When my younger child puts her mouth on me - she is telling me that she needs some strong physical interaction. She doesn't need to bite but she needs some nice snuggles and 100% attention. I don't need to tell her not to bite but I DO need to hear what she is asking for.

When she asks for the third time to go to the kitchen -- I don't need to tell her that she's bored. (I think that's too complex for her anyway). I need to find something more interesting for her to do.

If Tadasmar is saying that we need to address our kid's reasons for their actions over using our words to repeat what has undoubtedly been said many times already, I totally agree - this is a good suggestion for a kid who has been told time and again about something but still has trouble.
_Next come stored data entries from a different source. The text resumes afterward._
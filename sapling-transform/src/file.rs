//! Working state for one compilation.

use indexmap::IndexMap;
use sapling_ast::Node;
use sapling_traverse::ScopeInfo;
use serde_json::Value;

use crate::{error::TransformError, options::Options};

/// Mutable working state for one compilation.
///
/// Exclusively owned by the orchestrator for the run's duration: every pass
/// mutates `ast` in place, code generation reads it, and the file is
/// discarded once the result is assembled.
#[derive(Debug, Clone)]
pub struct File {
    /// The tree. The same object is mutated by every pass group; there is no
    /// copying between groups.
    pub ast: Node,
    /// Declared bindings, built during normalization.
    pub scope: ScopeInfo,
    /// Effective per-file options.
    pub opts: Options,
    /// Metadata contributed by passes. Starts empty; a non-empty map makes
    /// the run ineligible for caching.
    pub metadata: IndexMap<String, Value>,
}

/// Build the working [`File`] for a run: parse the source (unless a
/// pre-parsed tree is supplied), analyze its scope, and attach the resolved
/// options verbatim.
pub fn normalize(
    options: &Options,
    source: &str,
    ast: Option<Node>,
) -> Result<File, TransformError> {
    let ast = match ast {
        Some(ast) => ast,
        None => sapling_parser::parse(source, options.display_name(), options.source_kind)
            .map_err(|err| TransformError::transform(options.display_name(), err.message()))?,
    };
    let scope = ScopeInfo::analyze(&ast);
    Ok(File {
        ast,
        scope,
        opts: options.clone(),
        metadata: IndexMap::new(),
    })
}

impl File {
    #[cfg(test)]
    pub(crate) fn for_tests(filename: &str) -> Self {
        let options = Options {
            filename: filename.to_string(),
            ..Options::default()
        };
        normalize(&options, "", None).expect("empty program normalizes")
    }
}

#[cfg(test)]
mod tests {
    use super::*;
    use sapling_ast::SourceKind;

    #[test]
    fn test_normalize_parses_and_analyzes() {
        let options = Options {
            filename: "input.sl".to_string(),
            ..Options::default()
        };
        let file = normalize(&options, "let x = 1;", None).unwrap();
        assert!(file.scope.has_binding("x"));
        assert_eq!(file.ast.source_kind(), Some(SourceKind::Module));
        assert!(file.metadata.is_empty());
        assert_eq!(file.opts, options);
    }

    #[test]
    fn test_normalize_accepts_preparsed_ast() {
        let ast = sapling_parser::parse("let y = 2;", "pre.sl", SourceKind::Module).unwrap();
        let file = normalize(&Options::default(), "ignored source", Some(ast)).unwrap();
        assert!(file.scope.has_binding("y"));
    }

    #[test]
    fn test_normalize_reports_parse_failures() {
        let err = normalize(&Options::default(), "let = ;", None).unwrap_err();
        assert!(err.to_string().starts_with("<unknown>:"));
    }
}
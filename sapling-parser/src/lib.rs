//! Lexer and parser for the Sapling source language.
//!
//! The language is a compact statement language: imports, `let`/`const`/`var`
//! declarations, function declarations, returns, and expression statements
//! over identifiers, literals, binary operators, calls, and assignment.
//!
//! Parsing produces a [`sapling_ast::Node::Program`]; errors carry a source
//! span and render through miette.

mod error;
mod lexer;
mod parser;

pub use error::{ParseError, Result};
pub use lexer::{Token, TokenKind};
pub use parser::parse;
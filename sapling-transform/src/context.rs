//! Per-pass, per-group state.

use indexmap::IndexMap;
use serde_json::Value;

use crate::{file::File, options::Options};

/// State container for one pass within one pass group.
///
/// Created fresh for every (pass, group) pairing on every run and dropped
/// when the group finishes; nothing in it survives into the next group.
/// Handlers and hooks receive it as an explicit `&mut` argument.
///
/// Metadata written through [`PassContext::add_metadata`] is staged here and
/// folded into [`File::metadata`] by the executor when the group completes,
/// since the traversal holds the tree mutably and the context cannot also
/// borrow the file.
#[derive(Debug, Clone)]
pub struct PassContext {
    /// Identity key of the owning pass.
    pub key: String,
    /// The owning pass's options.
    pub opts: Value,
    /// Name of the file being transformed.
    pub filename: String,
    /// Snapshot of the file's effective options.
    pub file_opts: Options,
    /// Metadata contributed by this pass, staged for the file.
    pub metadata: IndexMap<String, Value>,
    scratch: IndexMap<String, Value>,
}

impl PassContext {
    /// Build a fresh context bound to a file and a pass.
    pub fn new(file: &File, key: impl Into<String>, opts: Value) -> Self {
        Self {
            key: key.into(),
            opts,
            filename: file.opts.filename.clone(),
            file_opts: file.opts.clone(),
            metadata: IndexMap::new(),
            scratch: IndexMap::new(),
        }
    }

    /// Record metadata to be folded into the file when the group completes.
    pub fn add_metadata(&mut self, key: impl Into<String>, value: Value) {
        self.metadata.insert(key.into(), value);
    }

    /// Private scratch state; dies with the context.
    pub fn set_scratch(&mut self, key: impl Into<String>, value: Value) {
        self.scratch.insert(key.into(), value);
    }

    pub fn scratch(&self, key: &str) -> Option<&Value> {
        self.scratch.get(key)
    }
}

#[cfg(test)]
mod tests {
    use super::*;
    use serde_json::json;

    #[test]
    fn test_context_stages_metadata() {
        let file = File::for_tests("a.sl");
        let mut cx = PassContext::new(&file, "demo", json!({"level": 2}));
        assert_eq!(cx.filename, "a.sl");
        assert_eq!(cx.opts["level"], 2);
        assert!(cx.metadata.is_empty());

        cx.add_metadata("seen", json!(true));
        assert_eq!(cx.metadata.len(), 1);
    }

    #[test]
    fn test_scratch_round_trip() {
        let file = File::for_tests("a.sl");
        let mut cx = PassContext::new(&file, "demo", Value::Null);
        assert!(cx.scratch("marker").is_none());
        cx.set_scratch("marker", json!(7));
        assert_eq!(cx.scratch("marker"), Some(&json!(7)));
    }
}
use clap::{Parser, Subcommand};
use std::path::PathBuf;

#[derive(Parser)]
#[command(name = "reeltag")]
#[command(version = env!("CARGO_PKG_VERSION"))]
#[command(about = "Read WAV bit depth and embedded ID3v2 cover art from audio files", long_about = None)]
pub struct Cli {
    /// Enable verbose output
    #[arg(short, long, global = true)]
    pub verbose: bool,

    /// Enable debug output
    #[arg(short, long, global = true)]
    pub debug: bool,

    #[command(subcommand)]
    pub command: Commands,
}

#[derive(Subcommand)]
pub enum Commands {
    /// Print bit depth and artwork details for each file
    Inspect {
        #[arg(required = true)]
        paths: Vec<PathBuf>,

        /// Emit a JSON array instead of text
        #[arg(long)]
        json: bool,
    },

    /// Write embedded cover art to a directory
    Art {
        #[arg(required = true)]
        paths: Vec<PathBuf>,

        #[arg(short, long, default_value = "./artwork")]
        output: PathBuf,
    },
}

impl Cli {
    pub fn log_filter(&self) -> &'static str {
        if self.debug {
            "reeltag=debug"
        } else if self.verbose {
            "reeltag=info"
        } else {
            "reeltag=warn"
        }
    }
}
pub mod bytes;
pub mod error;
pub mod extraction;
pub mod formats;
pub mod inspect;
pub mod io;
pub mod naming;
pub mod types;

pub use error::{ReeltagError, Result};
pub use formats::{extract_art, extract_picture, parse_fmt_chunk, read_bit_depth};
pub use inspect::{Inspection, TrackReport, inspect_bytes, inspect_file};
pub use naming::TrackName;
pub use types::{EmbeddedImage, ImageFormat, WavFormatInfo};
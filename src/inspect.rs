use rayon::prelude::*;
use serde::Serialize;
use std::path::{Path, PathBuf};
use tracing::{debug, warn};

use crate::error::Result;
use crate::formats::{extract_picture, parse_fmt_chunk, read_bit_depth};
use crate::io::AudioFile;
use crate::naming::TrackName;
use crate::types::{EmbeddedImage, ImageFormat, WavFormatInfo};

#[derive(Debug, Clone, PartialEq, Eq, Serialize)]
pub struct ArtworkSummary {
    pub format: ImageFormat,
    pub mime_type: &'static str,
    pub size_bytes: usize,
    pub sha256: String,
}

impl ArtworkSummary {
    pub fn of(image: &EmbeddedImage) -> Self {
        Self {
            format: image.format,
            mime_type: image.format.mime_type(),
            size_bytes: image.len(),
            sha256: image.sha256_hex(),
        }
    }
}

#[derive(Debug, Clone, PartialEq, Eq, Serialize)]
pub struct TrackReport {
    pub file_name: String,
    pub track: TrackName,
    pub size_bytes: usize,
    /// Value at the canonical `bits_per_sample` offset.
    pub bit_depth: Option<u16>,
    /// `fmt ` chunk found by walking the RIFF chunk list.
    pub wav_format: Option<WavFormatInfo>,
    pub artwork: Option<ArtworkSummary>,
}

impl TrackReport {
    /// True when the canonical-offset read and the chunk walk disagree,
    /// which happens for WAV files whose `fmt ` chunk is not first.
    pub fn bit_depth_mismatch(&self) -> bool {
        match (self.bit_depth, self.wav_format) {
            (Some(canonical), Some(fmt)) => canonical != fmt.bits_per_sample,
            _ => false,
        }
    }
}

/// Report plus the artwork bytes, which the report only summarizes.
#[derive(Debug, Clone)]
pub struct Inspection {
    pub path: Option<PathBuf>,
    pub report: TrackReport,
    pub artwork: Option<EmbeddedImage>,
}

/// Runs both readers over the same buffer; neither depends on the other.
pub fn inspect_bytes(file_name: &str, data: &[u8]) -> Inspection {
    let bit_depth = read_bit_depth(data);
    let wav_format = parse_fmt_chunk(data);
    let artwork = extract_picture(data);

    let report = TrackReport {
        file_name: file_name.to_string(),
        track: TrackName::from_filename(file_name),
        size_bytes: data.len(),
        bit_depth,
        wav_format,
        artwork: artwork.as_ref().map(ArtworkSummary::of),
    };

    if report.bit_depth_mismatch() {
        warn!(
            file = file_name,
            canonical = ?report.bit_depth,
            chunk = ?report.wav_format.map(|f| f.bits_per_sample),
            "non-canonical WAV layout, bit depth at offset 34 disagrees with fmt chunk"
        );
    }

    debug!(
        file = file_name,
        bit_depth = ?report.bit_depth,
        has_art = report.artwork.is_some(),
        "inspected"
    );

    Inspection {
        path: None,
        report,
        artwork,
    }
}

pub fn inspect_file(path: &Path) -> Result<Inspection> {
    let file = AudioFile::open(path)?;
    let mut inspection = inspect_bytes(&file.file_name(), &file);
    inspection.path = Some(path.to_path_buf());
    Ok(inspection)
}

/// Inspects every path in parallel, preserving input order.
pub fn inspect_paths(paths: &[PathBuf]) -> Vec<Result<Inspection>> {
    paths.par_iter().map(|path| inspect_file(path)).collect()
}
I have no doubt that there are kids who really thrive on lots of discussion. I think my kids were more physical. I haven't looked at your link yet but I will. My kids both have STRONG verbal skills and we talk all day but in terms of direction, being physical (showing, moving, doing with) was always the stronger message for them.
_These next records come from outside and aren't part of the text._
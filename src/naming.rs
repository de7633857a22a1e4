//! Display names derived from audio file names.

use serde::Serialize;
use std::path::{Path, PathBuf};

pub const AUDIO_EXTENSIONS: [&str; 6] = ["mp3", "wav", "flac", "aac", "ogg", "m4a"];

const ARTIST_SEPARATOR: &str = " - ";

#[derive(Debug, Clone, Default, PartialEq, Eq, Serialize)]
pub struct TrackName {
    pub artist: String,
    pub title: String,
}

impl TrackName {
    /// Splits an `"Artist - Title.ext"` file name.
    ///
    /// Only the last extension is stripped. Anything after the first
    /// separator belongs to the title, so `"A - B - C.mp3"` has title `"B - C"`.
    /// Without a separator the artist is empty and the title is the stem.
    pub fn from_filename(file_name: &str) -> Self {
        let stem = strip_extension(file_name);

        match stem.split_once(ARTIST_SEPARATOR) {
            Some((artist, title)) => Self {
                artist: artist.trim().to_string(),
                title: title.trim().to_string(),
            },
            None => Self {
                artist: String::new(),
                title: stem.to_string(),
            },
        }
    }

    pub fn has_artist(&self) -> bool {
        !self.artist.is_empty()
    }
}

fn strip_extension(file_name: &str) -> &str {
    match file_name.rfind('.') {
        Some(idx) if !file_name[idx + 1..].is_empty() => &file_name[..idx],
        _ => file_name,
    }
}

pub fn is_audio_file(path: &Path) -> bool {
    path.extension()
        .and_then(|ext| ext.to_str())
        .is_some_and(|ext| {
            AUDIO_EXTENSIONS
                .iter()
                .any(|known| known.eq_ignore_ascii_case(ext))
        })
}

/// Expands directories one level deep into the audio files they contain, sorted.
///
/// Explicit file arguments are kept as given, whatever their extension.
pub fn expand_paths(paths: &[PathBuf]) -> std::io::Result<Vec<PathBuf>> {
    let mut files = Vec::new();

    for path in paths {
        if path.is_dir() {
            files.extend(audio_files_in(path)?);
        } else {
            files.push(path.clone());
        }
    }

    Ok(files)
}

fn audio_files_in(dir: &Path) -> std::io::Result<Vec<PathBuf>> {
    let mut found = Vec::new();
    for entry in std::fs::read_dir(dir)? {
        let path = entry?.path();
        if path.is_file() && is_audio_file(&path) {
            found.push(path);
        }
    }
    found.sort();
    Ok(found)
}
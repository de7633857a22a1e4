use std::path::PathBuf;
use thiserror::Error;

#[derive(Debug, Error)]
pub enum ReeltagError {
    #[error("Failed to read {}: {source}", path.display())]
    Read {
        path: PathBuf,
        #[source]
        source: std::io::Error,
    },

    #[error("Failed to write {}: {source}", path.display())]
    Write {
        path: PathBuf,
        #[source]
        source: std::io::Error,
    },

    #[error("Not a regular file: {}", .0.display())]
    NotAFile(PathBuf),
}

pub type Result<T> = std::result::Result<T, ReeltagError>;
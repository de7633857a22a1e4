#![no_main]

use libfuzzer_sys::fuzz_target;
use reeltag::formats::id3::{FrameIter, extract_picture};

fuzz_target!(|data: &[u8]| {
    if let Some(frames) = FrameIter::new(data) {
        for frame in frames {
            assert!(frame.body_end() <= data.len());
        }
    }

    if let Some(image) = extract_picture(data) {
        assert!(!image.is_empty());
        assert!(image.len() < data.len());
    }
});
use memmap2::Mmap;
use std::fs::File;
use std::ops::Deref;
use std::path::{Path, PathBuf};

use crate::error::{ReeltagError, Result};

/// Read-only view of a whole audio file.
///
/// Non-empty files are memory-mapped; an empty file maps to an empty slice
/// since zero-length mappings are rejected on some platforms.
pub struct AudioFile {
    path: PathBuf,
    mmap: Option<Mmap>,
}

impl AudioFile {
    pub fn open(path: &Path) -> Result<Self> {
        let read_err = |source| ReeltagError::Read {
            path: path.to_path_buf(),
            source,
        };

        let file = File::open(path).map_err(read_err)?;
        let metadata = file.metadata().map_err(read_err)?;
        if !metadata.is_file() {
            return Err(ReeltagError::NotAFile(path.to_path_buf()));
        }

        let mmap = if metadata.len() == 0 {
            None
        } else {
            // SAFETY: the mapping is read-only and dropped with `AudioFile`;
            // the file is not expected to be truncated while it is being inspected.
            Some(unsafe { Mmap::map(&file) }.map_err(read_err)?)
        };

        Ok(Self {
            path: path.to_path_buf(),
            mmap,
        })
    }

    /// File name component, or the full path when there is none.
    pub fn file_name(&self) -> String {
        self.path
            .file_name()
            .map(|n| n.to_string_lossy().into_owned())
            .unwrap_or_else(|| self.path.display().to_string())
    }

    #[inline]
    pub fn as_slice(&self) -> &[u8] {
        self.mmap.as_deref().unwrap_or(&[])
    }

    #[inline]
    pub fn len(&self) -> usize {
        self.as_slice().len()
    }

    #[inline]
    pub fn is_empty(&self) -> bool {
        self.len() == 0
    }
}

impl Deref for AudioFile {
    type Target = [u8];

    fn deref(&self) -> &[u8] {
        self.as_slice()
    }
}
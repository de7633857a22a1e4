#![no_main]

use libfuzzer_sys::fuzz_target;
use reeltag::formats::wav::{MIN_WAV_HEADER, parse_fmt_chunk, read_bit_depth};

fuzz_target!(|data: &[u8]| {
    if read_bit_depth(data).is_some() {
        assert!(data.len() >= MIN_WAV_HEADER);
    }
    let _ = parse_fmt_chunk(data);
});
*When verbal instruction worked well (and this resonates with something Tadismar was saying) is in the evenings. I do sometimes revisit challenges (and positive things!) in the night before bed - free from emotion and stress.

Off to read the rest of the thread... and back much later today. :grin:


----------



## captain optimism (Jan 2, 2003)

tadamsmar said:


> I don't think behaviorism is always bad. Behavior mod often happens naturally and/or unintentionally. Behavior mod can be overused. It amounts to "doing to" instead of "working with" the kid (as AK says) and exclusive use of "working with" approaches is preferred when they are sufficient. But I think "working with" approaches are not always enough, particular with younger kids, with certain difficult kids, and in situations where the parents ramped up unwanted behavior to a high level via intentional behavior mod.
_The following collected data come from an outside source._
use tracing::{debug, trace};

use crate::bytes::{ByteCursor, array_at, be_u24, be_u32, synchsafe_u28};
use crate::types::EmbeddedImage;

pub const ID3_MAGIC: &[u8; 3] = b"ID3";
pub const ID3_HEADER_LEN: usize = 10;

/// The frame walk stops once fewer than this many bytes remain before the scan boundary.
const MIN_FRAME_TAIL: usize = 10;

#[derive(Debug, Clone, Copy, PartialEq, Eq)]
pub struct Id3Header {
    pub major_version: u8,
    pub revision: u8,
    pub flags: u8,
    /// Tag body length, excluding the 10-byte header.
    pub tag_size: u32,
}

impl Id3Header {
    pub fn parse(data: &[u8]) -> Option<Self> {
        if data.len() < ID3_HEADER_LEN || &data[0..3] != ID3_MAGIC {
            return None;
        }

        Some(Self {
            major_version: data[3],
            revision: data[4],
            flags: data[5],
            tag_size: synchsafe_u28([data[6], data[7], data[8], data[9]]),
        })
    }

    #[inline]
    pub fn layout(&self) -> FrameLayout {
        FrameLayout::for_version(self.major_version)
    }

    /// End of the frame area, clamped to the buffer so a truncated file is never over-read.
    #[inline]
    pub fn scan_end(&self, buffer_len: usize) -> usize {
        ID3_HEADER_LEN
            .saturating_add(self.tag_size as usize)
            .min(buffer_len)
    }
}

/// Per-version frame framing, chosen once from the header's major version.
#[derive(Debug, Clone, Copy, PartialEq, Eq)]
pub enum FrameLayout {
    /// 3-byte id, 3-byte big-endian size, no flags.
    V22,
    /// 4-byte id, plain big-endian u32 size, 2 flag bytes.
    V23,
    /// 4-byte id, synchsafe size, 2 flag bytes.
    V24,
}

impl FrameLayout {
    /// Versions other than 2 and 4 are framed like v2.3.
    pub fn for_version(major_version: u8) -> Self {
        match major_version {
            2 => FrameLayout::V22,
            4 => FrameLayout::V24,
            _ => FrameLayout::V23,
        }
    }

    #[inline]
    pub const fn header_len(self) -> usize {
        match self {
            FrameLayout::V22 => 6,
            FrameLayout::V23 | FrameLayout::V24 => 10,
        }
    }

    #[inline]
    pub const fn id_len(self) -> usize {
        match self {
            FrameLayout::V22 => 3,
            FrameLayout::V23 | FrameLayout::V24 => 4,
        }
    }

    pub const fn picture_frame_id(self) -> &'static [u8] {
        match self {
            FrameLayout::V22 => b"PIC",
            FrameLayout::V23 | FrameLayout::V24 => b"APIC",
        }
    }

    fn read_frame_size(self, data: &[u8], offset: usize) -> Option<u32> {
        let size_at = offset + self.id_len();
        match self {
            FrameLayout::V22 => array_at(data, size_at).map(be_u24),
            FrameLayout::V23 => array_at(data, size_at).map(be_u32),
            FrameLayout::V24 => array_at(data, size_at).map(synchsafe_u28),
        }
    }

    /// Skips the image-format field that precedes the picture type.
    fn skip_image_format(self, cursor: &mut ByteCursor<'_>) -> Option<()> {
        match self {
            // Fixed 3-character code such as "JPG", never terminated.
            FrameLayout::V22 => cursor.skip(3),
            FrameLayout::V23 | FrameLayout::V24 => cursor.skip_until_nul(),
        }
    }
}

/// Text encoding marker at the start of a picture frame body.
#[derive(Debug, Clone, Copy, PartialEq, Eq)]
pub enum TextEncoding {
    Latin1,
    Utf16Bom,
    Utf16Be,
    Utf8,
    Other(u8),
}

impl TextEncoding {
    pub fn from_byte(byte: u8) -> Self {
        match byte {
            0 => TextEncoding::Latin1,
            1 => TextEncoding::Utf16Bom,
            2 => TextEncoding::Utf16Be,
            3 => TextEncoding::Utf8,
            other => TextEncoding::Other(other),
        }
    }

    #[inline]
    pub fn is_wide(self) -> bool {
        matches!(self, TextEncoding::Utf16Bom | TextEncoding::Utf16Be)
    }

    fn skip_terminated(self, cursor: &mut ByteCursor<'_>) -> Option<()> {
        if self.is_wide() {
            cursor.skip_until_nul_pair()
        } else {
            cursor.skip_until_nul()
        }
    }
}

#[derive(Debug, Clone, Copy, PartialEq, Eq)]
pub struct Id3Frame<'a> {
    pub id: &'a [u8],
    pub offset: usize,
    pub body_offset: usize,
    pub body_size: usize,
}

impl<'a> Id3Frame<'a> {
    #[inline]
    pub const fn body_end(&self) -> usize {
        self.body_offset + self.body_size
    }

    pub fn id_str(&self) -> String {
        String::from_utf8_lossy(self.id).into_owned()
    }
}

/// Sequential walk over the frames of a tag.
///
/// Ends at the first zero-sized frame (padding) or the first frame that
/// would extend past the scan boundary.
pub struct FrameIter<'a> {
    data: &'a [u8],
    layout: FrameLayout,
    pos: usize,
    end: usize,
    done: bool,
}

impl<'a> FrameIter<'a> {
    pub fn new(data: &'a [u8]) -> Option<Self> {
        let header = Id3Header::parse(data)?;
        Some(Self::with_header(data, &header))
    }

    pub fn with_header(data: &'a [u8], header: &Id3Header) -> Self {
        Self {
            data,
            layout: header.layout(),
            pos: ID3_HEADER_LEN,
            end: header.scan_end(data.len()),
            done: false,
        }
    }
}

impl<'a> Iterator for FrameIter<'a> {
    type Item = Id3Frame<'a>;

    fn next(&mut self) -> Option<Self::Item> {
        if self.done || self.pos >= self.end.saturating_sub(MIN_FRAME_TAIL) {
            return None;
        }

        let offset = self.pos;
        let header_len = self.layout.header_len();
        let id = self.data.get(offset..offset + self.layout.id_len())?;
        let Some(size) = self.layout.read_frame_size(self.data, offset) else {
            self.done = true;
            return None;
        };

        if size == 0 {
            trace!(offset, "zero-sized frame, treating rest of tag as padding");
            self.done = true;
            return None;
        }

        let body_offset = offset + header_len;
        let body_end = body_offset.checked_add(size as usize);
        if body_end.is_none_or(|e| e > self.end) {
            debug!(
                offset,
                size,
                end = self.end,
                "frame overruns tag boundary, stopping walk"
            );
            self.done = true;
            return None;
        }

        let frame = Id3Frame {
            id,
            offset,
            body_offset,
            body_size: size as usize,
        };
        self.pos = frame.body_end();
        Some(frame)
    }
}

/// Returns the first embedded picture frame with a non-empty payload.
pub fn extract_picture(data: &[u8]) -> Option<EmbeddedImage> {
    let header = Id3Header::parse(data)?;
    let layout = header.layout();
    let target = layout.picture_frame_id();

    for frame in FrameIter::with_header(data, &header) {
        if frame.id != target {
            continue;
        }

        match picture_payload(data, &frame, layout) {
            Some(payload) => {
                debug!(
                    version = header.major_version,
                    offset = frame.offset,
                    len = payload.len(),
                    "embedded picture found"
                );
                return Some(EmbeddedImage::new(payload.to_vec()));
            }
            None => {
                debug!(offset = frame.offset, "picture frame has no payload");
            }
        }
    }

    None
}

/// Raw bytes of the first embedded picture.
pub fn extract_art(data: &[u8]) -> Option<Vec<u8>> {
    extract_picture(data).map(|image| image.data)
}

fn picture_payload<'a>(
    data: &'a [u8],
    frame: &Id3Frame<'_>,
    layout: FrameLayout,
) -> Option<&'a [u8]> {
    let body_end = frame.body_end();
    let mut cursor = ByteCursor::new(data, frame.body_offset, body_end);

    let encoding = TextEncoding::from_byte(cursor.read_u8()?);
    layout.skip_image_format(&mut cursor)?;
    // Picture type.
    cursor.skip(1)?;
    encoding.skip_terminated(&mut cursor)?;

    let payload = data.get(cursor.position()..body_end)?;
    (!payload.is_empty()).then_some(payload)
}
You mean here _un_intentional behavior mod, right?

Obviously, there are always times when flexibility is good. I think what I've been objecting to here is your insistence that stating the rule is providing unintentional reinforcement. No matter how you slice it, the OP can't allow the child to hit the dogs. (Or the one dog to bite the child!) So there's going to be some negative attention on this situation no matter what. The question is really, when and how to talk to the child about his behavior to get the behavior to stop. What will calm him down, and what will have the best long term impact on how he treats animals?

That Hart crybaby study you cite had filtered its way into my childhood. I found it with Google; it was first published in 1964. So yeah, that was "some years back" as your article describes it. Fifty years. It's a study of two children and their "operant crying." Two children? Seriously? Can I just publish what I've been doing at home with my one child and call it a study?

At least the Hart and Risley study about language acquisition was from the 1990s and included 42 children. At least I didn't realize Betty Hart was responsible for the idea that comforting a crying child would make him a crybaby. It would have undercut my belief in the vocabulary study to know that.

That operant crying study is the reason that parents of kids in my generation were reluctant to calm their crying children. I definitely heard parents discuss this as a concept.

I chose to parent differently than my mother did. I chose to trust myself to understand my kid's behavior, and I trusted my kid to be honest about what he needed from me. It has worked really well.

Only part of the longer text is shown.